Les deux intervenants s’accordent sur la force de la culture collective, incarnée par le monde salarial qui interpelle plus que jamais les entreprises par « des coups de boutoir sociétaux qui se nomment grande démission, manque de main d’œuvre, peur de la notation des réseaux sociaux » et qui aboutissent à la même conclusion : il faut construire une marque Employeur. Une nécessité vitale pour cette nouvelle génération qui arrive sur le marché du travail, remet en cause le patronat « autiste » qu’on a pu connaître depuis que les entreprises existent et qui appelle de ses vœux l’engagement social de celles-ci.

Bien entendu, ce mouvement doit s’accompagner de dispositifs ad hoc qui restent à créer car « ce n’est pas le métier de l’entreprise que de faire du social » d’autant plus qu’elle repose sur un monde associatif qui n’aime pas beaucoup l’entreprise - doux euphémisme - et qui n’aime pas le profit. Il faut donc construire des ponts entre ces deux mondes, sachant que le monde des entreprises souhaitant s’engager le fera dès lors que les actions correspondantes auront  des résultats tangibles, mesurables. De même, rappelle Denis Metzer, « il ne faut pas oublier les incitations » et c’est le rôle de l’Etat, qui se désengage de beaucoup de missions sociales, de penser celles-ci sinon « sans incitation, le chef d’entreprise va se mettre dans une posture où il n’a pas envie de s’engager à la place de l’Etat […] Il se dira : je suis assez taxé comme cela, ce n’est pas à moi qui suis déjà taxé et qui soutiens ces actions sociales par mes financements en plus d’agir concrètement ».

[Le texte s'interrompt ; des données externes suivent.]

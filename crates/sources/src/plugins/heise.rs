// ABOUTME: heise online news plugin with per-section Atom feeds and full article bodies.
// ABOUTME: Holds the section table and the ordered content rules for the site's page layouts.

use async_trait::async_trait;
use spouts_extract::{PatternRule, SanitizerPolicy};

use crate::error::ConfigError;
use crate::params::{ParamKind, ParamSpec, Params};
use crate::source::{ContentRules, Source};

pub const TYPE_ID: &str = "heise";

/// Section keys and labels, in display order.
const SECTION_OPTIONS: &[(&str, &str)] = &[
    ("main", "Hauptseite"),
    ("ct", "c't"),
    ("ix", "iX"),
    ("tr", "Technology Review"),
    ("mac", "Mac & i"),
    ("mobil", "mobil"),
    ("sec", "Security"),
    ("net", "Netze"),
    ("open", "Open Source"),
    ("dev", "Developer"),
    ("tp", "Telepolis"),
    ("resale", "Resale"),
    ("foto", "Foto"),
    ("autos", "Autos"),
    ("hh", "Hardware-Hacks"),
];

/// Feed URL per section key.
const FEED_URLS: &[(&str, &str)] = &[
    ("main", "https://www.heise.de/newsticker/heise-atom.xml"),
    ("ct", "https://www.heise.de/ct/rss/artikel-atom.xml"),
    ("ix", "https://www.heise.de/ix/news/news-atom.xml"),
    ("tr", "https://www.heise.de/tr/news-atom.xml"),
    ("mac", "https://www.heise.de/mac-and-i/news-atom.xml"),
    ("mobil", "https://www.heise.de/mobil/newsticker/heise-atom.xml"),
    ("sec", "https://www.heise.de/security/news/news-atom.xml"),
    ("net", "https://www.heise.de/netze/rss/netze-atom.xml"),
    ("open", "https://www.heise.de/open/news/news-atom.xml"),
    ("dev", "https://www.heise.de/developer/rss/news-atom.xml"),
    ("tp", "https://www.heise.de/tp/news-atom.xml"),
    ("resale", "https://www.heise.de/resale/rss/resale-atom.xml"),
    ("foto", "https://www.heise.de/foto/rss/news-atom.xml"),
    ("autos", "https://www.heise.de/autos/rss/news-atom.xml"),
    ("hh", "https://www.heise.de/hardware-hacks/rss/hardware-hacks-atom.xml"),
];

const PARAMS: &[ParamSpec] = &[ParamSpec {
    key: "section",
    title: "Section",
    kind: ParamKind::Select {
        values: SECTION_OPTIONS,
    },
    default: "main",
    required: true,
    validation: &[],
}];

/// Article layouts, most common first.
pub static RULES: &[PatternRule] = &[
    // main, ix, mac, mobil, sec, net, open, dev, resale, foto, hh
    PatternRule::new("div", "class", "meldung_wrapper", "<!-- AUTHOR-DATA-MARKER-BEGIN"),
    // ct
    PatternRule::new("p", "class", "artikel_datum", "<p class=\"artikel_option\">"),
    // tr
    PatternRule::new("div", "class", "aufmacher", "<!-- AUTHOR-DATA-MARKER-BEGIN"),
    // mac
    PatternRule::new("div", "class", "datum_autor", "<div class=\"artikel_fuss\">"),
    // mobil
    PatternRule::new("p", "class", "vorlauftext", "<div class=\"artikel_fuss\">"),
    // tp
    PatternRule::new("div", "id", "blocon", "</div>"),
    PatternRule::new("div", "class", "mar0", "<div id=\"breadcrumb\">"),
    PatternRule::new("span", "class", "date", "<div xmlns:v=\"http://rdf"),
    // resale
    PatternRule::new("div", "class", "artikel_content", "<div class=\"artikel_fuss\">"),
    // autos
    PatternRule::new("div", "id", "artikel_shortnews", "<p class=\"editor\">"),
    // hh projects, then older hh articles
    PatternRule::new("div", "id", "projekte", "<div id=\"artikelfuss\">"),
    PatternRule::new("div", "id", "artikel", "<div id=\"artikelfuss\">"),
];

pub const POLICY: SanitizerPolicy = SanitizerPolicy::new(false, "https://www.heise.de/", true);

pub struct Heise {
    content: ContentRules,
}

impl Heise {
    pub fn new() -> Self {
        Self {
            content: ContentRules::new(RULES, POLICY),
        }
    }
}

impl Default for Heise {
    fn default() -> Self {
        Self::new()
    }
}

/// Feed URL for a section key, if the key is known.
pub fn section_feed_url(section: &str) -> Option<&'static str> {
    FEED_URLS
        .iter()
        .find(|(key, _)| *key == section)
        .map(|(_, url)| *url)
}

#[async_trait]
impl Source for Heise {
    fn name(&self) -> &'static str {
        "News: Heise"
    }

    fn description(&self) -> &'static str {
        "heise online news with the full article text instead of the teaser"
    }

    fn params(&self) -> &'static [ParamSpec] {
        PARAMS
    }

    fn feed_url(&self, params: &Params) -> Result<String, ConfigError> {
        let section = params.get("section").map(String::as_str).unwrap_or("main");
        section_feed_url(section)
            .map(str::to_string)
            .ok_or_else(|| ConfigError::UnknownSection {
                source_type: TYPE_ID.to_string(),
                section: section.to_string(),
            })
    }

    fn content_rules(&self) -> Option<&ContentRules> {
        Some(&self.content)
    }
}

#[cfg(test)]
mod tests {
    use super::*;
    use crate::error::FetchError;
    use crate::resource::{FetchResult, Fetcher, StaticFetcher};
    use pretty_assertions::assert_eq;
    use spouts_feed::FeedItem;
    use std::sync::atomic::{AtomicUsize, Ordering};

    #[derive(Default)]
    struct Counting(AtomicUsize);

    #[async_trait]
    impl Fetcher for Counting {
        async fn fetch(&self, url: &str) -> Result<FetchResult, FetchError> {
            self.0.fetch_add(1, Ordering::SeqCst);
            Err(FetchError::fetch(url, "Fetch", None))
        }
    }

    fn section(key: &str) -> Params {
        Params::from([("section".to_string(), key.to_string())])
    }

    #[test]
    fn every_section_option_has_a_feed() {
        assert_eq!(SECTION_OPTIONS.len(), 15);
        assert_eq!(FEED_URLS.len(), SECTION_OPTIONS.len());
        for (key, _) in SECTION_OPTIONS {
            assert!(section_feed_url(key).is_some(), "no feed for `{key}`");
        }
        assert_eq!(RULES.len(), 12);
    }

    #[test]
    fn schema_labels_come_from_section_options() {
        let schema = Heise::new().params();
        assert_eq!(schema[0].options(), SECTION_OPTIONS);
        assert_eq!(schema[0].options()[4], ("mac", "Mac & i"));
    }

    #[test]
    fn feed_url_for_known_sections() {
        let heise = Heise::new();
        assert_eq!(
            heise.feed_url(&section("dev")).unwrap(),
            "https://www.heise.de/developer/rss/news-atom.xml"
        );
        assert_eq!(
            heise.feed_url(&Params::new()).unwrap(),
            "https://www.heise.de/newsticker/heise-atom.xml"
        );
    }

    #[tokio::test]
    async fn unknown_section_fails_without_network() {
        let heise = Heise::new();
        let fetcher = Counting::default();

        let err = heise.feed_url(&section("nope")).unwrap_err();
        assert_eq!(err.to_string(), "unknown section `nope` for source `heise`");

        let err = heise
            .fetch_items(&fetcher, &section("nope"))
            .await
            .unwrap_err();
        assert!(matches!(
            err,
            crate::error::SourceError::Config(ConfigError::UnknownSection { .. })
        ));
        assert_eq!(fetcher.0.load(Ordering::SeqCst), 0);
    }

    #[tokio::test]
    async fn meldung_wrapper_article() {
        let url = "https://www.heise.de/news/Beispiel-1234.html";
        let page = r#"<html><body>
<div class="meldung_wrapper">Hello <b>World</b><!-- AUTHOR-DATA-MARKER-BEGIN --></div>
</body></html>"#;
        let fetcher = StaticFetcher::new().with_page(url, page);
        let item = FeedItem {
            url: url.into(),
            summary: "teaser".into(),
            ..Default::default()
        };
        let body = Heise::new().full_content(&fetcher, &item).await;
        assert_eq!(body, "Hello <b>World</b>");
    }

    #[tokio::test]
    async fn telepolis_relative_image() {
        let url = "https://www.heise.de/tp/features/x.html";
        let page = r#"<div id="blocon"><img src="/img/a.png"></div>"#;
        let fetcher = StaticFetcher::new().with_page(url, page);
        let item = FeedItem {
            url: url.into(),
            summary: "teaser".into(),
            ..Default::default()
        };
        let body = Heise::new().full_content(&fetcher, &item).await;
        assert_eq!(body, r#"<img src="https://www.heise.de/img/a.png">"#);
    }

    #[tokio::test]
    async fn no_rule_matches_returns_summary() {
        let url = "https://www.heise.de/news/other.html";
        let fetcher =
            StaticFetcher::new().with_page(url, r#"<div class="unrelated">text</div>"#);
        let item = FeedItem {
            url: url.into(),
            summary: "<p>Kurzfassung</p>".into(),
            ..Default::default()
        };
        let body = Heise::new().full_content(&fetcher, &item).await;
        assert_eq!(body, "<p>Kurzfassung</p>");
    }
}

Yann Queinnec est également en faveur d’un régime fiscal facilitateur. En revanche, il attire l’attention sur le sujet des ‘contreparties’, « une donne qui est sans doute allée trop loin » quand on considère les tolérances admises par Bercy[3]. En effet, on peut légitimement s’interroger sur certains engagements pris, dans le domaine de la culture notamment, qui relèvent davantage d’une action de parrainage ou de sponsorat que d’une action de mécénat par nature désintéressé. Et il nous invite à prendre connaissance de la Charte de déontologie du mécénat d’entreprise rendue publique en octobre dernier et qui est assez insistante sur ce sujet-là. Un document qui questionne également sous l’angle de ce que les entreprises peuvent attendre des porteurs de projet qu’elles financent en termes de contraintes. Souhaiter des preuves de leur impact pour permettre de s’en prévaloir est une bonne chose dans l’absolu mais, en aucun cas, ne doit conduire à une forme d’ingérence qui  impose aux associations de se doter de ressources dont elles ne disposent pas. C’est là où dans le cadre du Mécénat de compétences, qui a le vent en poupe aujourd’hui dans les entreprises, des collaborateurs peuvent être mis à disposition pour inculquer cette culture du résultat aux associations bénéficiaires via un transfert de connaissances en matière de business plan et de reporting.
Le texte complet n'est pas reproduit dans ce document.